Stored data
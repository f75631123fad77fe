//! Async bridge for callback-driven transaction engines
//!
//! Application code runs on one tokio runtime (the owning scheduler); the
//! engine runs on its own threads and talks only through callbacks. This
//! crate connects the two:
//! - Scheduler: the only crossing point from engine threads into the runtime
//! - bridge / PendingCall: one engine call as one exactly-once awaitable
//! - AttemptContext: get/insert/replace/remove/query within one attempt
//! - TransactionRunner: runs async attempt logic inside the engine's
//!   synchronous, per-attempt calling convention
//!
//! Cancellation is not propagated: dropping a `run` future stops nothing on
//! the engine side, and the engine's own timeout bounds the transaction.

#![warn(missing_docs)]
#![warn(clippy::all)]

pub mod attempt;
pub mod pending;
pub mod runner;
pub mod scheduler;

pub use attempt::AttemptContext;
pub use pending::{bridge, PendingCall};
pub use runner::TransactionRunner;
pub use scheduler::{Scheduler, Submission};
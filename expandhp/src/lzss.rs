//! The LZSS token stream decoder.
//!
//! The stream interleaves control bytes with payload. Each control byte
//! supplies eight flag bits, consumed least significant first, one per
//! payload unit: a set bit is followed by a literal byte, a clear bit by a
//! 2-byte back-reference into the 4096-byte dictionary window.
//!
//! The window is not kept as a separate buffer; references are resolved
//! directly against the output produced so far. Window slot positions map
//! to absolute output offsets through a running window origin, and slots
//! that precede the first output byte read as zero.

use tracing::debug;

use crate::error::DecompressionError;


const WINDOW_SIZE: usize = 4096;

/// Window slot the first output byte lands in. The encoder leaves the final
/// 18 slots of the first window lap for the longest possible match.
const INITIAL_WINDOW_POSITION: usize = WINDOW_SIZE - 18;


/// Flag bits of the most recently read control byte.
///
/// Bits are handed out least significant first. Once all eight have been
/// consumed, the next source byte refills the word.
#[derive(Clone, Copy, Debug, Default, Eq, Hash, Ord, PartialEq, PartialOrd)]
struct ControlWord {
    bits: u8,
    bits_left: u8,
}
impl ControlWord {
    pub fn refill(&mut self, byte: u8) {
        self.bits = byte;
        self.bits_left = 8;
    }

    pub fn is_exhausted(&self) -> bool { self.bits_left == 0 }

    pub fn take_bit(&mut self) -> bool {
        let bit = (self.bits & 1) != 0;
        self.bits >>= 1;
        self.bits_left -= 1;
        bit
    }
}


/// Decompresses a complete LZSS stream, appending to `dst`.
///
/// Returns the number of bytes appended. The stream carries no end marker;
/// decoding stops once `src` is fully consumed. A stream whose final
/// back-reference token is cut off by the end of `src` yields
/// [`DecompressionError::SourceOverrun`]; everything appended up to that
/// token is left in `dst`.
pub fn decompress(src: &[u8], dst: &mut Vec<u8>) -> Result<usize, DecompressionError> {
    let base = dst.len();
    let mut cursor = 0;
    let mut control = ControlWord::default();
    let mut window_position = INITIAL_WINDOW_POSITION;
    // absolute output offset of window slot 0; negative as long as the first
    // window lap still overlaps the zero preamble
    let mut window_origin = -(INITIAL_WINDOW_POSITION as isize);

    while cursor < src.len() {
        if control.is_exhausted() {
            control.refill(src[cursor]);
            cursor += 1;
            debug!("control bits: {:08b}", control.bits);
            if cursor == src.len() {
                // a trailing control byte with no payload behind it is
                // tolerated padding
                break;
            }
        }

        if control.take_bit() {
            // literal
            let byte = src[cursor];
            cursor += 1;
            dst.push(byte);
            if window_position + 1 >= WINDOW_SIZE {
                window_origin += WINDOW_SIZE as isize;
            }
            window_position = (window_position + 1) % WINDOW_SIZE;
        } else {
            // back-reference, two bytes:
            // b0 = P7 P6 P5 P4 P3 P2 P1 P0
            // b1 = Pb Pa P9 P8 L3 L2 L1 L0
            // where P = window slot of the match, L = match length - 3
            if src.len() - cursor < 2 {
                return Err(DecompressionError::SourceOverrun {
                    token_offset: cursor,
                    available: src.len() - cursor,
                });
            }
            let low = usize::from(src[cursor]);
            let high = usize::from(src[cursor + 1]);
            cursor += 2;
            let window_offset = low | ((high & 0xF0) << 4);
            let length = (high & 0x0F) + 3;
            debug!("match at window slot {:#05X} for {} bytes", window_offset, length);

            // the origin moves up before the reference is resolved if the
            // copy crosses the end of the window
            if window_position + length >= WINDOW_SIZE {
                window_origin += WINDOW_SIZE as isize;
            }

            let written = (dst.len() - base) as isize;
            let mut from = window_offset as isize + window_origin;
            // references always point behind the write cursor; with the
            // origin already moved up this can take two corrections
            while from >= written {
                from -= WINDOW_SIZE as isize;
            }

            // byte-at-a-time so that a reference overlapping the copy reads
            // the bytes just written, not stale window content
            for step in 0..length {
                let at = from + step as isize;
                let byte = if at >= 0 { dst[base + at as usize] } else { 0 };
                dst.push(byte);
            }
            window_position = (window_position + length) % WINDOW_SIZE;
        }
    }

    Ok(dst.len() - base)
}
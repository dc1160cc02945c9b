mod manifest;


use std::path::PathBuf;

use clap::Parser;
use tracing::warn;


#[derive(Parser)]
enum ProgMode {
    /// Decompress a file containing a single raw LZSS stream.
    Expand(ExpandArgs),

    /// Slice the compressed segments out of a firmware image and decompress
    /// each into its own output file.
    Extract(ExtractArgs),
}

#[derive(Parser)]
struct ExpandArgs {
    pub input_file: PathBuf,
    pub output_file: PathBuf,
}

#[derive(Parser)]
struct ExtractArgs {
    pub firmware_file: PathBuf,
    pub manifest_file: PathBuf,
    pub output_dir: Option<PathBuf>,
}


fn main() {
    tracing_subscriber::fmt()
        .with_env_filter(tracing_subscriber::EnvFilter::from_default_env())
        .init();

    let mode = ProgMode::parse();
    match mode {
        ProgMode::Expand(args) => {
            let compressed = std::fs::read(&args.input_file)
                .expect("failed to read input file");
            let decompressed = decompress_lenient(&compressed, &args.input_file.display().to_string());
            std::fs::write(&args.output_file, &decompressed)
                .expect("failed to write output file");
        },
        ProgMode::Extract(args) => {
            let image = std::fs::read(&args.firmware_file)
                .expect("failed to read firmware image");
            let entries = manifest::read_manifest(&args.manifest_file);
            let output_dir = args.output_dir.unwrap_or_else(|| PathBuf::from("."));

            for entry in &entries {
                let compressed = expandhp::segment::segment_bytes(&image, entry.location)
                    .expect("segment lies outside the firmware image");
                let decompressed = decompress_lenient(compressed, &entry.output_name);
                std::fs::write(output_dir.join(&entry.output_name), &decompressed)
                    .expect("failed to write segment output file");
            }
        },
    }
}

/// Decodes one stream, keeping whatever output was produced if the stream
/// runs past its declared length.
fn decompress_lenient(compressed: &[u8], what: &str) -> Vec<u8> {
    let mut decompressed = Vec::new();
    if let Err(e) = expandhp::lzss::decompress(compressed, &mut decompressed) {
        warn!("{}: {}; keeping {} bytes of partial output", what, e, decompressed.len());
    }
    decompressed
}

WHAT IS REQUIRED:
Give back the data exactly, with no line dropped.

EXPECTED ANSWER:
repository f75631123fad77fe
//! Async bridge for callback-driven transaction engines
//!
//! Application code runs on one tokio runtime (the owning scheduler); the
//! engine runs on its own threads and talks only through callbacks. This
//! crate connects the two:
//! - Scheduler: the only crossing point from engine threads into the runtime
//! - bridge / PendingCall: one engine call as one exactly-once awaitable
//! - AttemptContext: get/insert/replace/remove/query within one attempt
//! - TransactionRunner: runs async attempt logic inside the engine's
//!   synchronous, per-attempt calling convention
//!
//! Cancellation is not propagated: dropping a `run` future stops nothing on
//! the engine side, and the engine's own timeout bounds the transaction.

#![warn(missing_docs)]
#![warn(clippy::all)]

pub mod attempt;
pub mod pending;
pub mod runner;
pub mod scheduler;

pub use attempt::AttemptContext;
pub use pending::{bridge, PendingCall};
pub use runner::TransactionRunner;
pub use scheduler::{Scheduler, Submission};
filename expandhp/src/lzss.rs
//! The LZSS token stream decoder.
//!
//! The stream interleaves control bytes with payload. Each control byte
//! supplies eight flag bits, consumed least significant first, one per
//! payload unit: a set bit is followed by a literal byte, a clear bit by a
//! 2-byte back-reference into the 4096-byte dictionary window.
//!
//! The window is not kept as a separate buffer; references are resolved
//! directly against the output produced so far. Window slot positions map
//! to absolute output offsets through a running window origin, and slots
//! that precede the first output byte read as zero.

use tracing::debug;

use crate::error::DecompressionError;


const WINDOW_SIZE: usize = 4096;

/// Window slot the first output byte lands in. The encoder leaves the final
/// 18 slots of the first window lap for the longest possible match.
const INITIAL_WINDOW_POSITION: usize = WINDOW_SIZE - 18;


/// Flag bits of the most recently read control byte.
///
/// Bits are handed out least significant first. Once all eight have been
/// consumed, the next source byte refills the word.
#[derive(Clone, Copy, Debug, Default, Eq, Hash, Ord, PartialEq, PartialOrd)]
struct ControlWord {
    bits: u8,
    bits_left: u8,
}
impl ControlWord {
    pub fn refill(&mut self, byte: u8) {
        self.bits = byte;
        self.bits_left = 8;
    }

    pub fn is_exhausted(&self) -> bool { self.bits_left == 0 }

    pub fn take_bit(&mut self) -> bool {
        let bit = (self.bits & 1) != 0;
        self.bits >>= 1;
        self.bits_left -= 1;
        bit
    }
}


/// Decompresses a complete LZSS stream, appending to `dst`.
///
/// Returns the number of bytes appended. The stream carries no end marker;
/// decoding stops once `src` is fully consumed. A stream whose final
/// back-reference token is cut off by the end of `src` yields
/// [`DecompressionError::SourceOverrun`]; everything appended up to that
/// token is left in `dst`.
pub fn decompress(src: &[u8], dst: &mut Vec<u8>) -> Result<usize, DecompressionError> {
    let base = dst.len();
    let mut cursor = 0;
    let mut control = ControlWord::default();
    let mut window_position = INITIAL_WINDOW_POSITION;
    // absolute output offset of window slot 0; negative as long as the first
    // window lap still overlaps the zero preamble
    let mut window_origin = -(INITIAL_WINDOW_POSITION as isize);

    while cursor < src.len() {
        if control.is_exhausted() {
            control.refill(src[cursor]);
            cursor += 1;
            debug!("control bits: {:08b}", control.bits);
            if cursor == src.len() {
                // a trailing control byte with no payload behind it is
                // tolerated padding
                break;
            }
        }

        if control.take_bit() {
            // literal
            let byte = src[cursor];
            cursor += 1;
            dst.push(byte);
            if window_position + 1 >= WINDOW_SIZE {
                window_origin += WINDOW_SIZE as isize;
            }
            window_position = (window_position + 1) % WINDOW_SIZE;
        } else {
            // back-reference, two bytes:
            // b0 = P7 P6 P5 P4 P3 P2 P1 P0
            // b1 = Pb Pa P9 P8 L3 L2 L1 L0
            // where P = window slot of the match, L = match length - 3
            if src.len() - cursor < 2 {
                return Err(DecompressionError::SourceOverrun {
                    token_offset: cursor,
                    available: src.len() - cursor,
                });
            }
            let low = usize::from(src[cursor]);
            let high = usize::from(src[cursor + 1]);
            cursor += 2;
            let window_offset = low | ((high & 0xF0) << 4);
            let length = (high & 0x0F) + 3;
            debug!("match at window slot {:#05X} for {} bytes", window_offset, length);

            // the origin moves up before the reference is resolved if the
            // copy crosses the end of the window
            if window_position + length >= WINDOW_SIZE {
                window_origin += WINDOW_SIZE as isize;
            }

            let written = (dst.len() - base) as isize;
            let mut from = window_offset as isize + window_origin;
            // references always point behind the write cursor; with the
            // origin already moved up this can take two corrections
            while from >= written {
                from -= WINDOW_SIZE as isize;
            }

            // byte-at-a-time so that a reference overlapping the copy reads
            // the bytes just written, not stale window content
            for step in 0..length {
                let at = from + step as isize;
                let byte = if at >= 0 { dst[base + at as usize] } else { 0 };
                dst.push(byte);
            }
            window_position = (window_position + length) % WINDOW_SIZE;
        }
    }

    Ok(dst.len() - base)
}
repository dc1160cc02945c9b
mod manifest;


use std::path::PathBuf;

use clap::Parser;
use tracing::warn;


#[derive(Parser)]
enum ProgMode {
    /// Decompress a file containing a single raw LZSS stream.
    Expand(ExpandArgs),

    /// Slice the compressed segments out of a firmware image and decompress
    /// each into its own output file.
    Extract(ExtractArgs),
}

#[derive(Parser)]
struct ExpandArgs {
    pub input_file: PathBuf,
    pub output_file: PathBuf,
}

#[derive(Parser)]
struct ExtractArgs {
    pub firmware_file: PathBuf,
    pub manifest_file: PathBuf,
    pub output_dir: Option<PathBuf>,
}


fn main() {
    tracing_subscriber::fmt()
        .with_env_filter(tracing_subscriber::EnvFilter::from_default_env())
        .init();

    let mode = ProgMode::parse();
    match mode {
        ProgMode::Expand(args) => {
            let compressed = std::fs::read(&args.input_file)
                .expect("failed to read input file");
            let decompressed = decompress_lenient(&compressed, &args.input_file.display().to_string());
            std::fs::write(&args.output_file, &decompressed)
                .expect("failed to write output file");
        },
        ProgMode::Extract(args) => {
            let image = std::fs::read(&args.firmware_file)
                .expect("failed to read firmware image");
            let entries = manifest::read_manifest(&args.manifest_file);
            let output_dir = args.output_dir.unwrap_or_else(|| PathBuf::from("."));

            for entry in &entries {
                let compressed = expandhp::segment::segment_bytes(&image, entry.location)
                    .expect("segment lies outside the firmware image");
                let decompressed = decompress_lenient(compressed, &entry.output_name);
                std::fs::write(output_dir.join(&entry.output_name), &decompressed)
                    .expect("failed to write segment output file");
            }
        },
    }
}

/// Decodes one stream, keeping whatever output was produced if the stream
/// runs past its declared length.
fn decompress_lenient(compressed: &[u8], what: &str) -> Vec<u8> {
    let mut decompressed = Vec::new();
    if let Err(e) = expandhp::lzss::decompress(compressed, &mut decompressed) {
        warn!("{}: {}; keeping {} bytes of partial output", what, e, decompressed.len());
    }
    decompressed
}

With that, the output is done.